WORK ORDER: For the material that follows, return exactly the lines from the one with "queues.push(queue);" through the one with "let index = self.next_partition;", both ends included.

* * *

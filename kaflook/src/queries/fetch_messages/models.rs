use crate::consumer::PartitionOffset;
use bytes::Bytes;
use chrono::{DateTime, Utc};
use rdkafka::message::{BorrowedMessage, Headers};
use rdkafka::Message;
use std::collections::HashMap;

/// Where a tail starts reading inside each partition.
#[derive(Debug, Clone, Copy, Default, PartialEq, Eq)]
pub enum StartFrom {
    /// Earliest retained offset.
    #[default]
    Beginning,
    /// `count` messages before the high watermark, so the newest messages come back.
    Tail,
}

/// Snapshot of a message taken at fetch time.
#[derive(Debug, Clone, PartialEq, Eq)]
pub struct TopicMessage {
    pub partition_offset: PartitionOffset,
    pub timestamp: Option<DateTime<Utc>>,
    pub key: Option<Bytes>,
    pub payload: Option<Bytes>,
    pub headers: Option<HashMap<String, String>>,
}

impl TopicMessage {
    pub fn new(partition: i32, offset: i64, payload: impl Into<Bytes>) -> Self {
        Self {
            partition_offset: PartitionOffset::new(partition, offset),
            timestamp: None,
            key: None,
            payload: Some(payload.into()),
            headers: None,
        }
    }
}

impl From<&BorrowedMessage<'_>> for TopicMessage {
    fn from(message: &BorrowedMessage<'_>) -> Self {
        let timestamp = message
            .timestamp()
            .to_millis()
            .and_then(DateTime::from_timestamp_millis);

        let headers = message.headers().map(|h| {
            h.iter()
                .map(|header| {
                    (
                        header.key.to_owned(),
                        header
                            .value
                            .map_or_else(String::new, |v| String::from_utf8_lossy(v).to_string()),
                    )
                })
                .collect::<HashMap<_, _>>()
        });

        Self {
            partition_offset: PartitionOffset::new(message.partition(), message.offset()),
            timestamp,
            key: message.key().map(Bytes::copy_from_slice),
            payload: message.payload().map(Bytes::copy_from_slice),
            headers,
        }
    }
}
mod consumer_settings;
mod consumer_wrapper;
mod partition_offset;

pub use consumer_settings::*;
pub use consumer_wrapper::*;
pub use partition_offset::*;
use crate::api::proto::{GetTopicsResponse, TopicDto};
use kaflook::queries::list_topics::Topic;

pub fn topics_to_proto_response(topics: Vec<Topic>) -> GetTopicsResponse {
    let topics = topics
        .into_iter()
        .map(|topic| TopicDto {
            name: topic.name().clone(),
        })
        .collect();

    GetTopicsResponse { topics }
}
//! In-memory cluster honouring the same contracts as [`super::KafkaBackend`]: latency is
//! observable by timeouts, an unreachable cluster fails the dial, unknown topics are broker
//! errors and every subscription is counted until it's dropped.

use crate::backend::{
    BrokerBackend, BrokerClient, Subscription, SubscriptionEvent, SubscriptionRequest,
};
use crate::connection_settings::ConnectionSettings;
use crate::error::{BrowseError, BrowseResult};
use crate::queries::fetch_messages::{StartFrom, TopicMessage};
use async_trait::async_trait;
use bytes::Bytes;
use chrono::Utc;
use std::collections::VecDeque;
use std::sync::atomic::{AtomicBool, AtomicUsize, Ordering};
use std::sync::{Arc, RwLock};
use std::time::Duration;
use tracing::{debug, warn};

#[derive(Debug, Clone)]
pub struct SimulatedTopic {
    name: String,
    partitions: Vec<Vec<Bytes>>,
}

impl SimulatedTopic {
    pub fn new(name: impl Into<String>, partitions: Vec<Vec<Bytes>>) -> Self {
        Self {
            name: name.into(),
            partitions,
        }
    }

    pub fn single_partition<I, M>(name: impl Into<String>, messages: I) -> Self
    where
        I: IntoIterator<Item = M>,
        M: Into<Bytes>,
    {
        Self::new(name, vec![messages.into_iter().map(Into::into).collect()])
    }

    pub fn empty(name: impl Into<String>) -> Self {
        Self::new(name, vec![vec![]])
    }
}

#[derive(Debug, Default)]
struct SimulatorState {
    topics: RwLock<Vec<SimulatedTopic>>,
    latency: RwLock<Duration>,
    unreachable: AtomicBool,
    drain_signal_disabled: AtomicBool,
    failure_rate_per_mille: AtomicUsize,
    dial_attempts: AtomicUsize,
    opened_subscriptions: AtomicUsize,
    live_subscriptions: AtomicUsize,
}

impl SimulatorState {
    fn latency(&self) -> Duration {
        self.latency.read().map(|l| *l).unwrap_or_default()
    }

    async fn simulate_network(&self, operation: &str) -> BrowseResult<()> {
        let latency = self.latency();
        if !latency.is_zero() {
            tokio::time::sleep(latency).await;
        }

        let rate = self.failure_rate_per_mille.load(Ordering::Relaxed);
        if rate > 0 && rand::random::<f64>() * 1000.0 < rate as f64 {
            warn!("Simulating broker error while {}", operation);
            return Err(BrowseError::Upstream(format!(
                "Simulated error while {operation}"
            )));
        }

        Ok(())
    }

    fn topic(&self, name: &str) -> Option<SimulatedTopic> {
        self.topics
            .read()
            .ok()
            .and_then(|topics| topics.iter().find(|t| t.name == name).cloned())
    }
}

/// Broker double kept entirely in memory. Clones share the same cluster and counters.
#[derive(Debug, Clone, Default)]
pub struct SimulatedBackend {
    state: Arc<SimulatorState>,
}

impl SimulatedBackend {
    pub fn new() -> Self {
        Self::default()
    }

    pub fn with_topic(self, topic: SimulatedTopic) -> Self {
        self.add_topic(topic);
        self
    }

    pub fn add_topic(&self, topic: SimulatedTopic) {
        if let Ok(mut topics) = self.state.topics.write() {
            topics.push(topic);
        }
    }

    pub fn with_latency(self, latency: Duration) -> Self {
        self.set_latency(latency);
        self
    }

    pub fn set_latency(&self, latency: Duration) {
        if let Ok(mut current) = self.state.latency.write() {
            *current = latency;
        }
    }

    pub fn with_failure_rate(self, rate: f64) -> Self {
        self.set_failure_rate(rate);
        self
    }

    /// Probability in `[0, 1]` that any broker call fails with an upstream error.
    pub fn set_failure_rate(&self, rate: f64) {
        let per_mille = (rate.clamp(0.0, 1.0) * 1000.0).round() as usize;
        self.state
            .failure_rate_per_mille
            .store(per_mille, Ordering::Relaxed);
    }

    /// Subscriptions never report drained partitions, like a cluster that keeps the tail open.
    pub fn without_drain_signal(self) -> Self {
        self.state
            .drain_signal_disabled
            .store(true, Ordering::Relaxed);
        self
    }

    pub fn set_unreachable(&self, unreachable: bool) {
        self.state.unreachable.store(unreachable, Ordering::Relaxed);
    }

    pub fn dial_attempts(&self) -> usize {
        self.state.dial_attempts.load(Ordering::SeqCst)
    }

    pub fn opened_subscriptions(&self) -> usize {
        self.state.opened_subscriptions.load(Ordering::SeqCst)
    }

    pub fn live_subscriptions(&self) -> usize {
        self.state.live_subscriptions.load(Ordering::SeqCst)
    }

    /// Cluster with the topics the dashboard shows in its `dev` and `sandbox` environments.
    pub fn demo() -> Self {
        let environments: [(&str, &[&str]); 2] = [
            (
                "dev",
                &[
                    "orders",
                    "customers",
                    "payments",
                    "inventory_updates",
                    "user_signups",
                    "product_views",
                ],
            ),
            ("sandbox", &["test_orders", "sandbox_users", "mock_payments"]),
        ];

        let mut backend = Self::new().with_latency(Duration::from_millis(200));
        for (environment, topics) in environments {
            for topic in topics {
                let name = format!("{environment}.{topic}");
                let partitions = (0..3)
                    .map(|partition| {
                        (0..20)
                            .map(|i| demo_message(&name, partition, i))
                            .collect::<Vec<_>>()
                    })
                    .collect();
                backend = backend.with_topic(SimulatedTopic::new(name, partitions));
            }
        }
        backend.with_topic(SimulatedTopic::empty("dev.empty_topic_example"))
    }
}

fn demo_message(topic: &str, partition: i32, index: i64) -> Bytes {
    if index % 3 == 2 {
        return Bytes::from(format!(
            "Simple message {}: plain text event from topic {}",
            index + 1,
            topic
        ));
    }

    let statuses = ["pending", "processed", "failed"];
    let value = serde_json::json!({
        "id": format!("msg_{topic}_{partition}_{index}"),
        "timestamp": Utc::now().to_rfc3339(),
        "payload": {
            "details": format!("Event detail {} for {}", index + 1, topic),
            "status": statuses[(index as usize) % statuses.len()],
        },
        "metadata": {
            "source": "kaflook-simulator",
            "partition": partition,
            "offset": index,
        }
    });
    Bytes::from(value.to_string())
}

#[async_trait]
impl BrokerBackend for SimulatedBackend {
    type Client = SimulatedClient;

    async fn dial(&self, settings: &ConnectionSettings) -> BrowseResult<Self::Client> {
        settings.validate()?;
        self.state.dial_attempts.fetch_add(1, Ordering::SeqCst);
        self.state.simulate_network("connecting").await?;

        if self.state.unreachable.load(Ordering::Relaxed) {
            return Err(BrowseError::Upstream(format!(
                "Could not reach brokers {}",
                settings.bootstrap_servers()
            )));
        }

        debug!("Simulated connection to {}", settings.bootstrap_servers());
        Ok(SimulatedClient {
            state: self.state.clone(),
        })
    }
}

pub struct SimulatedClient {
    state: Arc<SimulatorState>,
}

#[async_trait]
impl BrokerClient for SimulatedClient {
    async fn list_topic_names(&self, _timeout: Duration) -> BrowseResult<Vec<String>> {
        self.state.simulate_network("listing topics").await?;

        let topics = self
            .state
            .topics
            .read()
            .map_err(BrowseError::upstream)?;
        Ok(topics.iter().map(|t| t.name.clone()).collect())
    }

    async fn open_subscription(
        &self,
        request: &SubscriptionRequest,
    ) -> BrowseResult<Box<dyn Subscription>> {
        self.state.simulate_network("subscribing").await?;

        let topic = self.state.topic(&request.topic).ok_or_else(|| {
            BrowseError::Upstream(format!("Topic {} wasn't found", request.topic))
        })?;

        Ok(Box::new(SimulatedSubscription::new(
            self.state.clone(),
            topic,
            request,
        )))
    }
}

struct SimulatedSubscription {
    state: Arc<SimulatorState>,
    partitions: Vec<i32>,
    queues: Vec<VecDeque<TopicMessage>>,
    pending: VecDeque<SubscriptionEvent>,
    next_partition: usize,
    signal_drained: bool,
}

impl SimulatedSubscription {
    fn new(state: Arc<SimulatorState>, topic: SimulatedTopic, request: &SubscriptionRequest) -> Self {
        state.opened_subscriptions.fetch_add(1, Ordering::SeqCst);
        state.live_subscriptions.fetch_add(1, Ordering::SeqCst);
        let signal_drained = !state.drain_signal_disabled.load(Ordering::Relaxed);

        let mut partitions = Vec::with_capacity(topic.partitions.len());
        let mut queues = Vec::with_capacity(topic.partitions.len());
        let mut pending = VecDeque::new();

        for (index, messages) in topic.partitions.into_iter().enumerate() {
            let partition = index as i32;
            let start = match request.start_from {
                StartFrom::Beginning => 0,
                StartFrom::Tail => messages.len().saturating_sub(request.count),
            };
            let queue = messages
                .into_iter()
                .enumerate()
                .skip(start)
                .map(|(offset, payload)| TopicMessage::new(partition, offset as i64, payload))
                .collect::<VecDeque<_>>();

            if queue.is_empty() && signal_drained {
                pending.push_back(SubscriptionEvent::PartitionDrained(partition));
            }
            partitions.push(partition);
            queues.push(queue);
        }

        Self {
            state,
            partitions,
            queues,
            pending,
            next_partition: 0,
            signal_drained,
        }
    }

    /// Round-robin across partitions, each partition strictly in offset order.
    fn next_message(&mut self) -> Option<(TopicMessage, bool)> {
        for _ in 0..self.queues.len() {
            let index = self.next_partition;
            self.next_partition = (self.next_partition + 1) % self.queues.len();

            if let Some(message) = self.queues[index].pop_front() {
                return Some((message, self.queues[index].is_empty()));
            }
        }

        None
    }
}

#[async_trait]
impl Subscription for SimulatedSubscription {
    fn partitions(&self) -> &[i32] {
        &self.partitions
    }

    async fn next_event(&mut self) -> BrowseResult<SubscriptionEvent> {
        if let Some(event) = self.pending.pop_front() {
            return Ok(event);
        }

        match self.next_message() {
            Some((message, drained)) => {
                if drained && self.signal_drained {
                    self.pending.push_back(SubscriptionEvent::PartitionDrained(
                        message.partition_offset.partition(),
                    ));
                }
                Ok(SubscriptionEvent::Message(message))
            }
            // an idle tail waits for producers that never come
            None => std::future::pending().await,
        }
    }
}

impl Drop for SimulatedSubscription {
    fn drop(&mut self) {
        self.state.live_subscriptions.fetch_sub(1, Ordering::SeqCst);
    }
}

* * *

SOLUTION TO THIS TASK:
            queues.push(queue);
        }

        Self {
            state,
            partitions,
            queues,
            pending,
            next_partition: 0,
            signal_drained,
        }
    }

    /// Round-robin across partitions, each partition strictly in offset order.
    fn next_message(&mut self) -> Option<(TopicMessage, bool)> {
        for _ in 0..self.queues.len() {
            let index = self.next_partition;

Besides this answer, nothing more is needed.